## Input data
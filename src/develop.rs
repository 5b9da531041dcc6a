//! Interactive editing of document tasks.
//!
//! [`develop`] hands a parameterized copy of a task's document to an
//! [`Editor`], waits for it to finish, and writes whatever changed back to
//! the task source.

use std::collections::BTreeMap;
use std::fs;
use std::process::Command;

use anyhow::{Context, bail};
use camino::{Utf8Path, Utf8PathBuf};

use crate::document::Document;
use crate::error::{DevelopError, SourceError};
use crate::task::{Task, TaskKind, Upstream};

/// Something a user edits a file with.
pub trait Editor {
    /// Blocks until the editing session on `path` ends.
    fn edit(&self, path: &Utf8Path) -> anyhow::Result<()>;
}

impl<F> Editor for F
where
    F: Fn(&Utf8Path) -> anyhow::Result<()>,
{
    fn edit(&self, path: &Utf8Path) -> anyhow::Result<()> {
        self(path)
    }
}

/// Runs an external program with the file path as its last argument.
#[derive(Debug, Clone)]
pub struct CommandEditor {
    program: String,
    args: Vec<String>,
}

impl CommandEditor {
    pub fn new(program: impl Into<String>) -> Self {
        Self {
            program: program.into(),
            args: Vec::new(),
        }
    }

    pub fn arg(mut self, arg: impl Into<String>) -> Self {
        self.args.push(arg.into());
        self
    }

    /// The editor named by `$VISUAL` or `$EDITOR`, falling back to `vi`.
    pub fn from_env() -> Self {
        let program = std::env::var("VISUAL")
            .or_else(|_| std::env::var("EDITOR"))
            .unwrap_or_else(|_| "vi".into());
        Self::new(program)
    }
}

impl Editor for CommandEditor {
    fn edit(&self, path: &Utf8Path) -> anyhow::Result<()> {
        let status = Command::new(&self.program)
            .args(&self.args)
            .arg(path)
            .status()
            .with_context(|| format!("Couldn't start editor {}", self.program))?;

        if !status.success() {
            bail!("Editor {} exited with {status}", self.program);
        }

        Ok(())
    }
}

/// Opens the document of `task` in `editor` and persists the edits.
///
/// The editable copy carries the injected parameters and lives in a
/// temporary file next to the source, removed on every exit path. The
/// injected cell is dropped again before anything is written back, and
/// nothing is written when the document is unchanged. Returns whether the
/// source was updated.
pub fn develop(
    task: &mut Task,
    upstream: &BTreeMap<String, Upstream>,
    editor: &dyn Editor,
) -> Result<bool, DevelopError> {
    if !matches!(task.kind(), TaskKind::Document(_)) {
        return Err(DevelopError::NotADocument(task.name().to_string()));
    }

    task.render(upstream)?;

    let context = task.context(upstream);
    let source = task.source_mut();
    let original = source.document()?;
    let editable = source.inject(&context.injected_params())?;

    let dir = match source.path().and_then(Utf8Path::parent) {
        Some(dir) if !dir.as_str().is_empty() => dir.to_path_buf(),
        Some(_) => Utf8PathBuf::from("."),
        None => Utf8PathBuf::try_from(std::env::temp_dir())
            .map_err(|e| DevelopError::Io(e.into_io_error()))?,
    };

    let temp = tempfile::Builder::new()
        .prefix(".kumiki-develop-")
        .suffix(".ipynb")
        .tempfile_in(&dir)?;

    let path = Utf8Path::from_path(temp.path()).ok_or_else(|| {
        DevelopError::Io(std::io::Error::other("temporary path is not UTF-8"))
    })?;

    fs::write(path, editable.to_json().map_err(SourceError::from)?)?;

    tracing::info!(task = task.name(), "waiting for editor on {path}");
    editor.edit(path).map_err(DevelopError::Editor)?;

    let text = fs::read_to_string(path)?;
    let mut edited = Document::from_json(&text).map_err(SourceError::from)?;
    edited.strip_injected();

    if edited.normalized() == original.normalized() {
        tracing::info!(task = task.name(), "no changes");
        return Ok(false);
    }

    task.source_mut().write_document(&edited)?;
    task.render(upstream)?;

    tracing::info!(task = task.name(), "source updated");
    Ok(true)
}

## Work request
Copy word for word the stretch of entries above from the line that has "if !matches!(task.kind(), TaskKind::Document(_))" through the line that has "let path = Utf8Path::from_path(temp.path()).ok_or_else(||", both ends included, and nothing outside it.

## Answer to the problem
    if !matches!(task.kind(), TaskKind::Document(_)) {
        return Err(DevelopError::NotADocument(task.name().to_string()));
    }

    task.render(upstream)?;

    let context = task.context(upstream);
    let source = task.source_mut();
    let original = source.document()?;
    let editable = source.inject(&context.injected_params())?;

    let dir = match source.path().and_then(Utf8Path::parent) {
        Some(dir) if !dir.as_str().is_empty() => dir.to_path_buf(),
        Some(_) => Utf8PathBuf::from("."),
        None => Utf8PathBuf::try_from(std::env::temp_dir())
            .map_err(|e| DevelopError::Io(e.into_io_error()))?,
    };

    let temp = tempfile::Builder::new()
        .prefix(".kumiki-develop-")
        .suffix(".ipynb")
        .tempfile_in(&dir)?;

    let path = Utf8Path::from_path(temp.path()).ok_or_else(|| {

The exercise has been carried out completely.